Data extracted from a collection:

□ □ □

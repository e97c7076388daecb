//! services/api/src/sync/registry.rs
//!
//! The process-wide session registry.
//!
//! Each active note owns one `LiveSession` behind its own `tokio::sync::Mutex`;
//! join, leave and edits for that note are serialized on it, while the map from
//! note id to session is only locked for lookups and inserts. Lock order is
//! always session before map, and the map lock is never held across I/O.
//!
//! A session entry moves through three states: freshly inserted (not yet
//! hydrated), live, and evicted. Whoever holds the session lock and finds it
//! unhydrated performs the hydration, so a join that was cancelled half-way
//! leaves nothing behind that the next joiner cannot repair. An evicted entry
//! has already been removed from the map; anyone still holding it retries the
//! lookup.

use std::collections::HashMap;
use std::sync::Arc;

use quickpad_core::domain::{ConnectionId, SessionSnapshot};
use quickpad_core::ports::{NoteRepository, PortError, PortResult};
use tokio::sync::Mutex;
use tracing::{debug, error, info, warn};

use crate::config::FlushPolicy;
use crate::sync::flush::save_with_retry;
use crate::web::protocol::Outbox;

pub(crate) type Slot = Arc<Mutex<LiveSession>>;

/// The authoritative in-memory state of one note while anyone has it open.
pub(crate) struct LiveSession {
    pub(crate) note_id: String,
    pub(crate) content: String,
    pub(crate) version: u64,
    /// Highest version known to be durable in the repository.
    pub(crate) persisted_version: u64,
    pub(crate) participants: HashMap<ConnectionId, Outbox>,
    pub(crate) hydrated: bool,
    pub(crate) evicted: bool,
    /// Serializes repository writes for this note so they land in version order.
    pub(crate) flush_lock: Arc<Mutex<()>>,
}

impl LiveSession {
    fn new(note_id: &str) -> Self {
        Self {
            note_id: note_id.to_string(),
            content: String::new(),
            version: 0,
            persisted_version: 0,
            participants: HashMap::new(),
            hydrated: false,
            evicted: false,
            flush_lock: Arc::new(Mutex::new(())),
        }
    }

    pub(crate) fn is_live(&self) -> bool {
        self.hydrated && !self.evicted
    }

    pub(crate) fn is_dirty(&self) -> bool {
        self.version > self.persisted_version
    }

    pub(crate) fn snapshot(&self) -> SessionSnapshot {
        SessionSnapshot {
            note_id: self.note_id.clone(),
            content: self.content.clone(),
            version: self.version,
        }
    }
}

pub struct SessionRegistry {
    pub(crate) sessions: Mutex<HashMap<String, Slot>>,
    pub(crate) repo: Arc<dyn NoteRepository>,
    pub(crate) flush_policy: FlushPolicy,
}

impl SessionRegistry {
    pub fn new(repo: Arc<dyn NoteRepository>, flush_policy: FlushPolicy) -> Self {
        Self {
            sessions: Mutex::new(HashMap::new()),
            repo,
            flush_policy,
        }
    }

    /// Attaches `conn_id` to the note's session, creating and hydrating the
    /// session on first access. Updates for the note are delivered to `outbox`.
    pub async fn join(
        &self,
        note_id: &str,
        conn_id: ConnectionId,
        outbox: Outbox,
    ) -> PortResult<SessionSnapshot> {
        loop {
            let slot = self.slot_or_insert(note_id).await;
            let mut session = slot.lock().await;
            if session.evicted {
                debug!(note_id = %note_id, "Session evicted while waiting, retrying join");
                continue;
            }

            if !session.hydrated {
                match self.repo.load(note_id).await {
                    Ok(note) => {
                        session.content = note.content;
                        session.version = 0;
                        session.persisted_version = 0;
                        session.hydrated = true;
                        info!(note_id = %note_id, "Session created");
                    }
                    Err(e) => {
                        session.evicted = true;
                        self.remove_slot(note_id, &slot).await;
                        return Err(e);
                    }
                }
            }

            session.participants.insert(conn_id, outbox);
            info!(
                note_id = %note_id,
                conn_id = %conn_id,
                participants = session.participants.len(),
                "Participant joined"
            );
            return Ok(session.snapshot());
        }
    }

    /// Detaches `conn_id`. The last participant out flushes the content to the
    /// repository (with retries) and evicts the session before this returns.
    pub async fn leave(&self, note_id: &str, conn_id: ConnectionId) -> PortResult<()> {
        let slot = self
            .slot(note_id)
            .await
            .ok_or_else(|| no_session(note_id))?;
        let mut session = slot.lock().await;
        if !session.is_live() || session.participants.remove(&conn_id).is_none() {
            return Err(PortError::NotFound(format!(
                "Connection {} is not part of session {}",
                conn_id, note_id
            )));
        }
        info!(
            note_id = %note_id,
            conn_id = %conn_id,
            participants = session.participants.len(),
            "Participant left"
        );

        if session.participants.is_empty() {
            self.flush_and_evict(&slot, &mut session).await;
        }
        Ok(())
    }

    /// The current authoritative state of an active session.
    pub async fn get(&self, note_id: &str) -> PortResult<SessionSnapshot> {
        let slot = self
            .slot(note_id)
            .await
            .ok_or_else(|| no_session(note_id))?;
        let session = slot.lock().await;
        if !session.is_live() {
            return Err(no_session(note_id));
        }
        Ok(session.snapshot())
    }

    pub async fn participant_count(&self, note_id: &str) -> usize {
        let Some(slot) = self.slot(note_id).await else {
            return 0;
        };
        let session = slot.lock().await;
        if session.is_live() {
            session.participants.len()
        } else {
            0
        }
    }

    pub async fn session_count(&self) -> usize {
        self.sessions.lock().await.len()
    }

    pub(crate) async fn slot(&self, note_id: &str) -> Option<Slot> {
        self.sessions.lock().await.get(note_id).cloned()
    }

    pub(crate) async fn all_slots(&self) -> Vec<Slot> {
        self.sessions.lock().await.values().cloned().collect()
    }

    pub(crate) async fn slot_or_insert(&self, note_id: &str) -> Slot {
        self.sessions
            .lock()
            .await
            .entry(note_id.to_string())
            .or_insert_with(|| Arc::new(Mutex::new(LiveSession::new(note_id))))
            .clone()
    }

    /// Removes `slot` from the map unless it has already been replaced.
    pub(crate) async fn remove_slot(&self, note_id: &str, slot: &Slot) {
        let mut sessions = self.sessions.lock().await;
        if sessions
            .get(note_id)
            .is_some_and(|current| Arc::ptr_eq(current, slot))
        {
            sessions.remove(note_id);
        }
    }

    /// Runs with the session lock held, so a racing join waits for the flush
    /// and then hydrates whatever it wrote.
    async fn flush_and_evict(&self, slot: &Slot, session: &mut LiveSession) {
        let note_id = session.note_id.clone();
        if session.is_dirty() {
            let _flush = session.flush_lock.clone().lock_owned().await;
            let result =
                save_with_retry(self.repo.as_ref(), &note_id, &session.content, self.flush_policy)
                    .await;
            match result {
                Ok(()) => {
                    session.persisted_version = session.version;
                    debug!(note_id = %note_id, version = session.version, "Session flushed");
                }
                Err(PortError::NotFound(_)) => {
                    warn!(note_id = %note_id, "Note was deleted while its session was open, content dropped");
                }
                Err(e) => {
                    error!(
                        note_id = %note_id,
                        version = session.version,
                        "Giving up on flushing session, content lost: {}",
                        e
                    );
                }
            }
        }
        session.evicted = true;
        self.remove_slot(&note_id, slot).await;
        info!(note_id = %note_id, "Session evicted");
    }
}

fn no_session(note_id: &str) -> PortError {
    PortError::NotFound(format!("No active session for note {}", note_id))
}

□ □ □

## Brief
Your answer should be one number: how many lines of the records hold "content".

## Solution to the problem
8